TOM and Mary Hoblyn bought Mansard House 18 years ago, when they fell in love with the brick-built Dutch-gabled house and its ramshackle plot of land. The tall 17th-century building is on a slight hill, with its back to the thriving and pretty village of Bardwell, peering out towards the water meadows that lie beyond. This is deepest Suffolk and the view opens out onto marsh with tall stands of 100-year-old coppiced alders.

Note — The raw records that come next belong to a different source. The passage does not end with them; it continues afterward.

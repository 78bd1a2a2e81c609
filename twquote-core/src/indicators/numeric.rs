//! Numeric-safety helpers shared by every indicator stage.
//!
//! Two rules:
//! - a zero denominator is replaced by `EPSILON`, so a degenerate ratio
//!   collapses toward zero (or grows large) instead of faulting;
//! - NaN and infinite values never leave the engine; they become `None`.

/// Substitute denominator for zero-width ranges and zero down-moves.
pub const EPSILON: f64 = 1e-10;

/// `num / den`, with `EPSILON` standing in for a zero denominator.
pub fn safe_div(num: f64, den: f64) -> f64 {
    if den == 0.0 {
        num / EPSILON
    } else {
        num / den
    }
}

/// `Some(v)` if `v` is finite, otherwise `None`.
pub fn finite(v: f64) -> Option<f64> {
    v.is_finite().then_some(v)
}

#[cfg(test)]
mod tests {
    use super::*;

    #[test]
    fn safe_div_substitutes_epsilon() {
        assert_eq!(safe_div(0.0, 0.0), 0.0);
        assert_eq!(safe_div(6.0, 3.0), 2.0);
        assert!(safe_div(1.0, 0.0) > 1e9);
    }

    #[test]
    fn finite_filters_nan_and_infinity() {
        assert_eq!(finite(1.25), Some(1.25));
        assert_eq!(finite(f64::NAN), None);
        assert_eq!(finite(f64::INFINITY), None);
        assert_eq!(finite(f64::NEG_INFINITY), None);
    }
}
//! Indicator profiles and the window sufficiency gate.

use crate::components::indicator::{column, Indicator};
use crate::indicators::{Kd, Macd, Rsi, Sma};
use serde::{Deserialize, Serialize};
use std::fmt;
use std::str::FromStr;

/// Named set of indicators computed together.
///
/// The profile's minimum bar count is a gate: a shorter series gets no
/// indicator columns at all.
#[derive(Debug, Clone, Copy, PartialEq, Eq, Default, Serialize, Deserialize)]
#[serde(rename_all = "lowercase")]
pub enum IndicatorProfile {
    /// MA5, MA20, KD, MACD.
    Standard,
    /// MA5, MA20, MA60, KD, MACD, RSI6, RSI14.
    #[default]
    Extended,
}

impl IndicatorProfile {
    /// Minimum number of bars before any indicator is computed.
    pub fn min_bars(self) -> usize {
        match self {
            IndicatorProfile::Standard => 35,
            IndicatorProfile::Extended => 65,
        }
    }

    /// Whether a series of `len` bars passes the gate.
    pub fn admits(self, len: usize) -> bool {
        len >= self.min_bars()
    }

    /// Indicators in stage order: moving averages, KD, MACD, RSI.
    pub fn indicators(self) -> Vec<Box<dyn Indicator>> {
        let mut out: Vec<Box<dyn Indicator>> = vec![
            Box::new(Sma::named(column::MA5, 5)),
            Box::new(Sma::named(column::MA20, 20)),
        ];
        if self == IndicatorProfile::Extended {
            out.push(Box::new(Sma::named(column::MA60, 60)));
        }
        out.push(Box::new(Kd::k()));
        out.push(Box::new(Kd::d()));
        out.push(Box::new(Macd::dif()));
        out.push(Box::new(Macd::signal()));
        out.push(Box::new(Macd::oscillator()));
        if self == IndicatorProfile::Extended {
            out.push(Box::new(Rsi::new(6)));
            out.push(Box::new(Rsi::new(14)));
        }
        out
    }
}

impl fmt::Display for IndicatorProfile {
    fn fmt(&self, f: &mut fmt::Formatter<'_>) -> fmt::Result {
        match self {
            IndicatorProfile::Standard => write!(f, "standard"),
            IndicatorProfile::Extended => write!(f, "extended"),
        }
    }
}

impl FromStr for IndicatorProfile {
    type Err = String;

    fn from_str(s: &str) -> Result<Self, Self::Err> {
        match s.to_ascii_lowercase().as_str() {
            "standard" => Ok(IndicatorProfile::Standard),
            "extended" => Ok(IndicatorProfile::Extended),
            other => Err(format!(
                "unknown indicator profile '{other}'. Valid: standard, extended"
            )),
        }
    }
}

The Hoblyns' 242 acres was a field deep in brambles and weeds. To begin, they established formal areas near the house, including a black-lined swimming pool backed by a semicircle of pleaching, a camassia meadow and a workmanlike walled vegetable garden. There is a new Mediterranean garden, still a work in progress, and an iris garden as a tribute to Monet's garden at Giverny in France.
From the top of the plot, the gently sloping ground flows away downhill to hug a tributary of the Black Bourn, with the furthest and lowest area narrowing by degrees to become a cathedral aisle of willows, which lean in and shed limbs willingly. Ramblers such as Rosa 'Albéric Barbier' and R. 'Bobbie James' have been planted against some of these and are now ready to shimmy up to 30ft or more. This is the laboratory, in which plants are trialled in extreme conditions for future use in client projects. It is an intensely watery place, prone to winter flooding.
A bridge to the adjoining water meadow.